安心問答−浄土真宗の信心について−

浄土真宗の信心についての問答

一念でハッキリ救われた!と実体験させられるか?(手品師さんの質問)

手品師さんから、メールで質問を頂きました。

信心決定は阿弥陀仏から一念で賜り、ハッキリ救われた!と実体験させられると聞
いています。
その体験は、個々人によって違うのでしょうか?
(例)

  • 火箸に触った以上にハッキリ知らされる、仏教書を読んでいたら、自分が救われていることを知らされた等
  • 親鸞会のアニメ1部で親鸞聖人が救われるシーンのような救われ方
  • いつとはなしに救われる(手品師さんからの質問)

回答します。

阿弥陀仏から南無阿弥陀仏を賜るのは一念ですが、その一念がハッキリと知らされることはありません。
自覚でき(知覚した)たときは、救われた後です。

主語を阿弥陀仏に変えて言い換えますと
「阿弥陀仏が私に、南無阿弥陀仏を与えるのは一念です」

「それ真実の信楽を按ずるに、信楽に一念有り。
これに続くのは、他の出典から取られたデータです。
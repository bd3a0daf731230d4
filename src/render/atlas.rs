//! UV assignment, kept out of the mesher so meshing never needs texture data.

use glam::IVec3;

use crate::constants::ATLAS_SIZE;
use crate::core::vertex::Vertex;
use crate::render::mesh::{FaceKind, FaceTag, MeshBuffers, QUAD_ORDER, VERTICES_PER_FACE};

// Per-corner UVs for quad corners v0..v3
const QUAD_UVS: [[f32; 2]; 4] = [[0.0, 1.0], [1.0, 1.0], [1.0, 0.0], [0.0, 0.0]];

pub fn tex_index(tag: FaceTag) -> f32 {
    match tag.face {
        FaceKind::Top => tag.block.tex_top(),
        FaceKind::Bottom => tag.block.tex_bottom(),
        FaceKind::Side => tag.block.tex_side(),
    }
}

/// Maps a tile-local UV into the square atlas.
pub fn atlas_uv(tex_index: f32, uv: [f32; 2]) -> [f32; 2] {
    let tile = tex_index as u32;
    let col = (tile % ATLAS_SIZE) as f32;
    let row = (tile / ATLAS_SIZE) as f32;
    let scale = 1.0 / ATLAS_SIZE as f32;
    [(col + uv[0]) * scale, (row + uv[1]) * scale]
}

/// Interleaves a chunk mesh into world-space vertices with UVs already
/// placed inside the face's atlas tile.
pub fn build_vertices(mesh: &MeshBuffers, origin: IVec3) -> Vec<Vertex> {
    let offset = origin.as_vec3();
    mesh.positions
        .iter()
        .zip(&mesh.normals)
        .zip(&mesh.tags)
        .enumerate()
        .map(|(i, ((position, normal), tag))| {
            let tile = tex_index(*tag);
            Vertex {
                position: [
                    position[0] + offset.x,
                    position[1] + offset.y,
                    position[2] + offset.z,
                ],
                normal: *normal,
                uv: atlas_uv(tile, QUAD_UVS[QUAD_ORDER[i % VERTICES_PER_FACE]]),
                tex_index: tile,
            }
        })
        .collect()
}

#[cfg(test)]
mod tests {
    use super::*;
    use crate::constants::*;
    use crate::core::block::BlockType;
    use crate::core::chunk::BlockGrid;
    use crate::render::mesh::build_isolated_mesh;

    #[test]
    fn grass_faces_pick_their_tiles() {
        let mut grid = BlockGrid::new();
        grid.set(0, 0, 0, BlockType::Grass);
        let mesh = build_isolated_mesh(&grid);
        let vertices = build_vertices(&mesh, IVec3::new(32, 0, -16));
        assert_eq!(vertices.len(), mesh.vertex_count());

        for v in &vertices {
            let expected = if v.normal[1] > 0.0 {
                TEX_GRASS_TOP
            } else if v.normal[1] < 0.0 {
                TEX_DIRT
            } else {
                TEX_GRASS_SIDE
            };
            assert_eq!(v.tex_index, expected);
            assert!((32.0..=33.0).contains(&v.position[0]));
            assert!((-16.0..=-15.0).contains(&v.position[2]));
        }
    }

    #[test]
    fn corners_cover_the_whole_tile() {
        let mut grid = BlockGrid::new();
        grid.set(1, 1, 1, BlockType::Stone);
        let vertices = build_vertices(&build_isolated_mesh(&grid), IVec3::ZERO);
        let face = &vertices[..VERTICES_PER_FACE];
        for uv in QUAD_UVS {
            let expected = atlas_uv(TEX_STONE, uv);
            assert!(face.iter().any(|v| v.uv == expected));
        }
        // Stone is tile 3: the last column of the first row
        for v in &vertices {
            assert!((0.75..=1.0).contains(&v.uv[0]));
            assert!((0.0..=0.25).contains(&v.uv[1]));
        }
        assert_eq!(
            Vertex::as_bytes(&vertices).len(),
            vertices.len() * Vertex::STRIDE
        );
    }

    #[test]
    fn atlas_rows_and_columns() {
        assert_eq!(atlas_uv(0.0, [0.0, 0.0]), [0.0, 0.0]);
        assert_eq!(atlas_uv(5.0, [1.0, 1.0]), [0.5, 0.5]);
        assert_eq!(atlas_uv(TEX_PLANKS, [0.0, 0.0]), [0.5, 0.5]);
    }
}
『一念』とは、これ信楽開発の時尅の極促を顕し、広大難思の慶心を彰すなり」(教行信証信巻)

それを私が知覚するのは、「信楽開発の時尅の極促」である一念の後です。

ですから、「自覚した体験(知覚できた体験)」は、「阿弥陀仏が私に南無阿弥陀仏を与えた一念」の体験ではありません。
「時剋の極促」の一念は、不可思議であり、あまりの早さに知覚はできないということです。

一方、救われた後に自覚するのは、一人一人異なります。
「阿弥陀仏が私に南無阿弥陀仏を与えた一念」の○秒後、○分後、○時間後にどんな人も必ず知覚するというように決まったものではありません。
知覚する時間が変われば、場所も変わります。獲信の体験記が一人一人異なるのはそのためです。

この「救われる」という言葉は、イコール「知覚」の問題ではありません。阿弥陀仏から南無阿弥陀仏を一念で賜ったことを、救われると言います。

仮に、臨終に南無阿弥陀仏を阿弥陀仏から一念で賜った人が、その直後に亡くなられた場合は、知覚(自覚)できたかどうかもわかりません。では、喜ぶ心や、報謝の心が知覚として現れていなかったから、往生浄土できないのか?といえば、そうではありません。
南無阿弥陀仏を一念で阿弥陀仏から賜ったのが、信心ですから、信心一つで往生浄土させていただけるのです。

質問にあったような、「火にさわったよりもハッキリした」「アニメ第1部の最後のように「ハッと」なった」「いつとはなしに」というのは、いずれも三業の上に現れた知覚の問題です。

そのような知覚(自覚)は、信心獲得の一念の後です。
よって、阿弥陀仏から南無阿弥陀仏を頂いた後に、火にさわったよりもハッキリしたという体験をされる方もあるでしょう。阿弥陀仏に救われた後に、いつとは無しにという人もあるでしょう。

しかし、いずれも、どんな体験をしたと言っても、その体験を知覚したその時が、救われたときではありません。

ですから、「何か凄い体験=獲信の一念」と思うのは間違いです。どんな体験をされるかは、人によっては異なるでしょうが、それは、獲信の一念、時尅の極促の後の話です。同じではありません。

ハッキリするかしないかは、救われた後の事なので、それほど問題にすることではありません。
それよりも、ただ今阿弥陀仏に救われるか、救われないかが問題です。助かるか、助からないかが問題です。

南無阿弥陀仏を頂いて、信心獲得の身に救われなければ、往生浄土はできません。私がどんな体験を、その後にするかどうかは、往生とは関係の無いことです。